In 2011, they introduced the Mumbai franchise in the motorsport racing league i1 Super Series. In 2012, SRK showed his interest to buy a 50& share of Dempo S.C. Indian football club of I League. He also has a 50% stake in the Caribbean Premier League franchise Trinidad and Tobago Red Steel from 2015 onwards. The team had many popular former players and the current coach of Kolkata Knight Riders, Jacques Kallis and other well-known players like Kamran Akmal, Dwayne Bravo, Johan Botha, Darren Bravo and Cameron Delport, etc.

The team clinched their maiden Caribbean Premier League title in 2015, right after Shahrukh Khan became the owner of the franchise. He changed the name and logo of the team the very next season to Trinbago Knight Riders, with the name and the logo being almost identical to KKR.

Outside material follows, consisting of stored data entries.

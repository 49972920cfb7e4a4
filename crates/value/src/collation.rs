// SPDX-License-Identifier: MIT
// Copyright (c) 2025 ReifyDB

use std::{
	fmt::{self, Debug, Formatter},
	sync::Arc,
};

use once_cell::sync::OnceCell;
use strata_type::{
	CollationStrength, CollationType, Collator, Locale, Result, TypeError, collation::parse_locale, return_error,
};
use tracing::{debug, instrument, warn};

/// Finds the locale of the current database when none was set explicitly
pub trait LocaleFinder: Send + Sync {
	fn find_locale(&self) -> Option<Locale>;
}

impl<F> LocaleFinder for F
where
	F: Fn() -> Option<Locale> + Send + Sync,
{
	fn find_locale(&self) -> Option<Locale> {
		self()
	}
}

struct LocaleState {
	locale: Locale,
	// one slot per strength, in declaration order
	collators: [OnceCell<Collator>; 5],
}

impl LocaleState {
	fn new(locale: Locale) -> Result<Self> {
		let state = Self {
			locale,
			collators: Default::default(),
		};
		// a locale without collation data is rejected up front
		state.collator(CollationStrength::Default)?;
		Ok(state)
	}

	fn collator(&self, strength: CollationStrength) -> Result<&Collator> {
		let slot = match strength {
			CollationStrength::Default => 0,
			CollationStrength::Primary => 1,
			CollationStrength::Secondary => 2,
			CollationStrength::Tertiary => 3,
			CollationStrength::Identical => 4,
		};
		self.collators[slot].get_or_try_init(|| Collator::new(&self.locale, strength))
	}
}

/// Holds the database locale and hands out collators derived from it. The
/// locale is set at most once, explicitly or by asking the [`LocaleFinder`]
/// on first demand.
pub struct CollationProvider {
	state: OnceCell<LocaleState>,
	finder: Option<Arc<dyn LocaleFinder>>,
}

impl CollationProvider {
	pub fn new(finder: Option<Arc<dyn LocaleFinder>>) -> Self {
		Self {
			state: OnceCell::new(),
			finder,
		}
	}

	#[instrument(name = "collation::set_locale", level = "debug", skip(self))]
	pub fn set_locale(&self, locale: &str) -> Result<()> {
		if let Some(state) = self.state.get() {
			return_error!(TypeError::LocaleAlreadySet {
				current: state.locale.to_string(),
			});
		}

		let state = LocaleState::new(parse_locale(locale)?)?;
		if let Err(state) = self.state.set(state) {
			let current = self.state.get().map(|s| s.locale.to_string()).unwrap_or_else(|| state.locale.to_string());
			return_error!(TypeError::LocaleAlreadySet {
				current
			});
		}

		debug!(locale, "database locale set");
		Ok(())
	}

	/// The database locale, discovering it if needed
	pub fn locale(&self) -> Result<Option<&Locale>> {
		Ok(self.state()?.map(|state| &state.locale))
	}

	/// `None` for UCS_BASIC, and for territory based collation while the
	/// database has no locale.
	pub fn collator(&self, collation: CollationType) -> Result<Option<Collator>> {
		let strength = match collation {
			CollationType::UcsBasic => return Ok(None),
			CollationType::TerritoryBased(strength) => strength,
		};
		match self.state()? {
			Some(state) => state.collator(strength).cloned().map(Some),
			None => Ok(None),
		}
	}

	/// The collator national character data is built with
	pub fn territory_collator(&self) -> Result<Option<Collator>> {
		self.collator(CollationType::TerritoryBased(CollationStrength::Default))
	}

	fn state(&self) -> Result<Option<&LocaleState>> {
		if let Some(state) = self.state.get() {
			return Ok(Some(state));
		}
		self.discover()
	}

	#[instrument(name = "collation::discover", level = "debug", skip(self))]
	fn discover(&self) -> Result<Option<&LocaleState>> {
		let Some(finder) = &self.finder else {
			return Ok(None);
		};
		let Some(locale) = finder.find_locale() else {
			warn!("database locale not available yet, character data falls back to code point order");
			return Ok(None);
		};

		debug!(%locale, "database locale discovered");
		let state = LocaleState::new(locale)?;
		// losing a race against set_locale keeps the winner
		let _ = self.state.set(state);
		Ok(self.state.get())
	}
}

impl Debug for CollationProvider {
	fn fmt(&self, f: &mut Formatter<'_>) -> fmt::Result {
		f.debug_struct("CollationProvider")
			.field("locale", &self.state.get().map(|s| s.locale.to_string()))
			.field("finder", &self.finder.is_some())
			.finish()
	}
}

In 2022, Knight Riders Group (KRG) acquires Abu Dhabi Knight Riders (ADKR) franchise in UAE International League T20. KRG had also acquired a franchise in Cricket South Africa's T20 Global League, but the league was eventually scrapped and replaced with Mzansi Super League due to the absence of the board to secure a broadcasting deal. Other Indian Premier League Franchises have followed KRG's path and have franchises in T20 Leagues outside India, or have shown interest for the same. In 2022, KRG announced the construction of a 10,000-seater stadium in Los Angeles, in partnership with Major League Cricket, for their franchise (Los Angeles Knight Riders) and is designated as the venue for 2028 Summer Olympics being the sole stadium in Los Angeles, other than the inferior Leo Magnus Cricket Complex.